→ ASSIGNED TASK
From the records below, print exactly the lines starting at the one containing "filename crates/folio/src/projects.rs" and ending at the one containing "any known catalog", ends included, and nothing else.

Saved entries:
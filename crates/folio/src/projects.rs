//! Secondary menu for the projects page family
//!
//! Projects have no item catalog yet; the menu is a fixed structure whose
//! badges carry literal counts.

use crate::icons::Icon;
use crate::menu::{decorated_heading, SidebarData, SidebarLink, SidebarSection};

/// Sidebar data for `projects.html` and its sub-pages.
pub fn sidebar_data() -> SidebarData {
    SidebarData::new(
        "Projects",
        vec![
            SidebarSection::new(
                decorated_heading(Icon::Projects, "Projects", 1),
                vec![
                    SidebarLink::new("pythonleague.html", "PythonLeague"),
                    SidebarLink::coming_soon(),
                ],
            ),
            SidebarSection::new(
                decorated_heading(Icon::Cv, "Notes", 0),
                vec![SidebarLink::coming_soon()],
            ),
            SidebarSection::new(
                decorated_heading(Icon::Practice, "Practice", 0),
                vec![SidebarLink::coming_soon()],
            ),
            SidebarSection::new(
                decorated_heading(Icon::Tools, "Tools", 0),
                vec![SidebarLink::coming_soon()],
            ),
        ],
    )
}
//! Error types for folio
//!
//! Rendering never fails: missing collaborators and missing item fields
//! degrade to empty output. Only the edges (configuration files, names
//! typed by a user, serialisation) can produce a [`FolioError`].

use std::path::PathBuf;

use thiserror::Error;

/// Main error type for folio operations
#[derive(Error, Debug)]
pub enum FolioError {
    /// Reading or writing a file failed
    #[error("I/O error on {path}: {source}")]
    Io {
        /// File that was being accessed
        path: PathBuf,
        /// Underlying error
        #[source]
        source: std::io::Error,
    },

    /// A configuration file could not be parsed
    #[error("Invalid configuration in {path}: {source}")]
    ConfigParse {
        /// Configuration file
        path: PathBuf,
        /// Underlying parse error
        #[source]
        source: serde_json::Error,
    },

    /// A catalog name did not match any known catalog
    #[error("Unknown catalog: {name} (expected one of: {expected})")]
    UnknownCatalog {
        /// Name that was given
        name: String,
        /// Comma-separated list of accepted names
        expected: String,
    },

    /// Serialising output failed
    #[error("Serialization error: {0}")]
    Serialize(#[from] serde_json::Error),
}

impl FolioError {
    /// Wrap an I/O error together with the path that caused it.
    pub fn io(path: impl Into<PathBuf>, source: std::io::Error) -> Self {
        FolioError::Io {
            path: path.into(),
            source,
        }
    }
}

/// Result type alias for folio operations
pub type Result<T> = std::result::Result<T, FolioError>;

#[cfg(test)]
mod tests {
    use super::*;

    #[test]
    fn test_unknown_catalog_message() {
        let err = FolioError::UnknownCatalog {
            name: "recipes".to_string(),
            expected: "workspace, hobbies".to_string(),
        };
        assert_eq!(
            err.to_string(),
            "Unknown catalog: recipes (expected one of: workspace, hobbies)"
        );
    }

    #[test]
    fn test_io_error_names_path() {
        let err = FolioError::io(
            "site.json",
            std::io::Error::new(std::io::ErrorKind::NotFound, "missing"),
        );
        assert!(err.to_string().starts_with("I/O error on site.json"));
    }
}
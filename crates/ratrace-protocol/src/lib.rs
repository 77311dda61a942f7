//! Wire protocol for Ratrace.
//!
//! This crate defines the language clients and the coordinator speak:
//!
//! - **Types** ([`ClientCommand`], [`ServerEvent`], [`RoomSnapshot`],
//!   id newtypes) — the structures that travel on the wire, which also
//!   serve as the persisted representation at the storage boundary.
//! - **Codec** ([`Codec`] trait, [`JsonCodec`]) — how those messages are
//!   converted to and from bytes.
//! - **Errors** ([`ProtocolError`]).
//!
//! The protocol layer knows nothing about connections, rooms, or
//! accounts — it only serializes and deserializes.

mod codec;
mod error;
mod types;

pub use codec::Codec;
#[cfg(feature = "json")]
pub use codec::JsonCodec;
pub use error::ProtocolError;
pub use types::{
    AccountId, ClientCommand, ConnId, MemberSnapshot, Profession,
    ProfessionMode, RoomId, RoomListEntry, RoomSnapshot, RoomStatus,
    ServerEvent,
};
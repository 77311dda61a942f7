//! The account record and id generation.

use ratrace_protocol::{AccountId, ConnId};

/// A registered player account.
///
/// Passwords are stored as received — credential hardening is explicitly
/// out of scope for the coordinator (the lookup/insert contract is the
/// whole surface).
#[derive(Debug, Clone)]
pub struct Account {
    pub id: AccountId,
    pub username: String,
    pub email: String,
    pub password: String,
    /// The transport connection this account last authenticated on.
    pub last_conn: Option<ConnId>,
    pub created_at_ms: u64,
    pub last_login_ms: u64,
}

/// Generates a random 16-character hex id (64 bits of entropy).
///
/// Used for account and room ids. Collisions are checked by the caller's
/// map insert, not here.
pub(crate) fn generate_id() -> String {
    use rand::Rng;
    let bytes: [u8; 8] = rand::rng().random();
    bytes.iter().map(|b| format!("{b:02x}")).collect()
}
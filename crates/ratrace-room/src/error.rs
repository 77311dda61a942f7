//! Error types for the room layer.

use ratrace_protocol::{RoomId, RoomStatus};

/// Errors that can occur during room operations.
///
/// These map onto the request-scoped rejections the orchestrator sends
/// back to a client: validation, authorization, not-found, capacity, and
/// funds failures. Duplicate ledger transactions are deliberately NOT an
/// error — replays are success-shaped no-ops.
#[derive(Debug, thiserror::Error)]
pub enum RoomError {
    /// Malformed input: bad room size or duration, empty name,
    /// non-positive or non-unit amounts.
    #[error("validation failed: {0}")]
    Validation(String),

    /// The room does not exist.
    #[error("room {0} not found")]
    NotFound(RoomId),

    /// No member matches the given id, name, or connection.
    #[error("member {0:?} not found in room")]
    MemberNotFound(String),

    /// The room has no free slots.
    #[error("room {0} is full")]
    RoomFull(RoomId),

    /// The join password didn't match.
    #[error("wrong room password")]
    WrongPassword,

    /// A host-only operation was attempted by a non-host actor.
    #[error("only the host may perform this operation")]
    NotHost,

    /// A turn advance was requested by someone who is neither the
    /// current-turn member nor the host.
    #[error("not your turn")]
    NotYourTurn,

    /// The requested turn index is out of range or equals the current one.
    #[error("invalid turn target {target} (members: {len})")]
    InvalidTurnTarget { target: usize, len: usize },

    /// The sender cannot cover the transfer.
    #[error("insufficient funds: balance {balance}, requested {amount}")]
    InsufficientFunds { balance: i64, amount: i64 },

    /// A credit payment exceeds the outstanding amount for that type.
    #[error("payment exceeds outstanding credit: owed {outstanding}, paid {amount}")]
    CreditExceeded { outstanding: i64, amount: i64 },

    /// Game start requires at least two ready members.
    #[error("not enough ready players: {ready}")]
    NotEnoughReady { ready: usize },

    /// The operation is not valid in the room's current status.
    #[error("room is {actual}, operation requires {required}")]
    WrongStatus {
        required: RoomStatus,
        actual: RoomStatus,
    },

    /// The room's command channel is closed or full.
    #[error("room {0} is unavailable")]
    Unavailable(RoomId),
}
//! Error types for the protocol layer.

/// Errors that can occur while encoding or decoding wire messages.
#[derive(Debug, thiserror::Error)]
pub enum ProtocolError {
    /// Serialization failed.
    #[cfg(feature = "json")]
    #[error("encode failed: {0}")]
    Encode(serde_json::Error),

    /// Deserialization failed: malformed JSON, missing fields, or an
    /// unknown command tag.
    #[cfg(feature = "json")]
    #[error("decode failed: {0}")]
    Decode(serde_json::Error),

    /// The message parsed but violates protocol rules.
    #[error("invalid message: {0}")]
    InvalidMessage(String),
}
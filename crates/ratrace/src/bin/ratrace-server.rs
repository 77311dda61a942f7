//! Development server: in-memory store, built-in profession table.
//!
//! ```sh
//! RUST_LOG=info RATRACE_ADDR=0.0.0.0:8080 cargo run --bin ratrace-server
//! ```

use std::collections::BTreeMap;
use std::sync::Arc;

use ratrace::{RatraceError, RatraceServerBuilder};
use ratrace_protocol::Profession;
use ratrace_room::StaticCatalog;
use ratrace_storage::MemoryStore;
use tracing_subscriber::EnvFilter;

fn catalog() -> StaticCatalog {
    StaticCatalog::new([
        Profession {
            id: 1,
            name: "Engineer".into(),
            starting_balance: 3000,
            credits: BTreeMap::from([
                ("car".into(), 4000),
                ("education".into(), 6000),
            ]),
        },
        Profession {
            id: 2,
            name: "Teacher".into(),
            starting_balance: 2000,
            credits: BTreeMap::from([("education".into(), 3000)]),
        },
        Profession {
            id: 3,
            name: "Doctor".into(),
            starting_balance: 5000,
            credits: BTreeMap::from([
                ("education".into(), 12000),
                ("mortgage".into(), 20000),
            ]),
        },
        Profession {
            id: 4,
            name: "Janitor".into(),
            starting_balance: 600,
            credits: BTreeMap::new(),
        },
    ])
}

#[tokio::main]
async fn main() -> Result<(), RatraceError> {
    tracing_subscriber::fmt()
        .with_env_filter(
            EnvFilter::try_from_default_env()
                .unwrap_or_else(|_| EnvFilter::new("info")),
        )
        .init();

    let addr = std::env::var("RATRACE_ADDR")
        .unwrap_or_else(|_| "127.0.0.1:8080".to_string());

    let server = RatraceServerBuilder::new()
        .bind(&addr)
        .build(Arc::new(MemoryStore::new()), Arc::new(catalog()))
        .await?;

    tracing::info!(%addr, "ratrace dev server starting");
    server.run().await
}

* * *

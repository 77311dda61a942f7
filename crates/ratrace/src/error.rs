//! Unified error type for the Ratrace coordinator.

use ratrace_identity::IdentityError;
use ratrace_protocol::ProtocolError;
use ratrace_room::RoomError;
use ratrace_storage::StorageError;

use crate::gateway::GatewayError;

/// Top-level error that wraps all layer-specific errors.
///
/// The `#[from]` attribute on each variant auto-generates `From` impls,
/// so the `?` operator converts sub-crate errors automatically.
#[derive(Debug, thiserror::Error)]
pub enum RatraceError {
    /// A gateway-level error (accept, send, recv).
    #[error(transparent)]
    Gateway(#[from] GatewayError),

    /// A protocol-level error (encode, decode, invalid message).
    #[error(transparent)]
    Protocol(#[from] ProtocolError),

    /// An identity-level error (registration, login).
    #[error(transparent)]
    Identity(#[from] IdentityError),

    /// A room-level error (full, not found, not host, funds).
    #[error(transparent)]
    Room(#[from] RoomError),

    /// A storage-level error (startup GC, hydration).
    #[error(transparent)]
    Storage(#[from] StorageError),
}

→ ANSWER TO THIS TASK
filename crates/folio/src/projects.rs
//! Secondary menu for the projects page family
//!
//! Projects have no item catalog yet; the menu is a fixed structure whose
//! badges carry literal counts.

use crate::icons::Icon;
use crate::menu::{decorated_heading, SidebarData, SidebarLink, SidebarSection};

/// Sidebar data for `projects.html` and its sub-pages.
pub fn sidebar_data() -> SidebarData {
    SidebarData::new(
        "Projects",
        vec![
            SidebarSection::new(
                decorated_heading(Icon::Projects, "Projects", 1),
                vec![
                    SidebarLink::new("pythonleague.html", "PythonLeague"),
                    SidebarLink::coming_soon(),
                ],
            ),
            SidebarSection::new(
                decorated_heading(Icon::Cv, "Notes", 0),
                vec![SidebarLink::coming_soon()],
            ),
            SidebarSection::new(
                decorated_heading(Icon::Practice, "Practice", 0),
                vec![SidebarLink::coming_soon()],
            ),
            SidebarSection::new(
                decorated_heading(Icon::Tools, "Tools", 0),
                vec![SidebarLink::coming_soon()],
            ),
        ],
    )
}
//! Error types for folio
//!
//! Rendering never fails: missing collaborators and missing item fields
//! degrade to empty output. Only the edges (configuration files, names
//! typed by a user, serialisation) can produce a [`FolioError`].

use std::path::PathBuf;

use thiserror::Error;

/// Main error type for folio operations
#[derive(Error, Debug)]
pub enum FolioError {
    /// Reading or writing a file failed
    #[error("I/O error on {path}: {source}")]
    Io {
        /// File that was being accessed
        path: PathBuf,
        /// Underlying error
        #[source]
        source: std::io::Error,
    },

    /// A configuration file could not be parsed
    #[error("Invalid configuration in {path}: {source}")]
    ConfigParse {
        /// Configuration file
        path: PathBuf,
        /// Underlying parse error
        #[source]
        source: serde_json::Error,
    },

    /// A catalog name did not match any known catalog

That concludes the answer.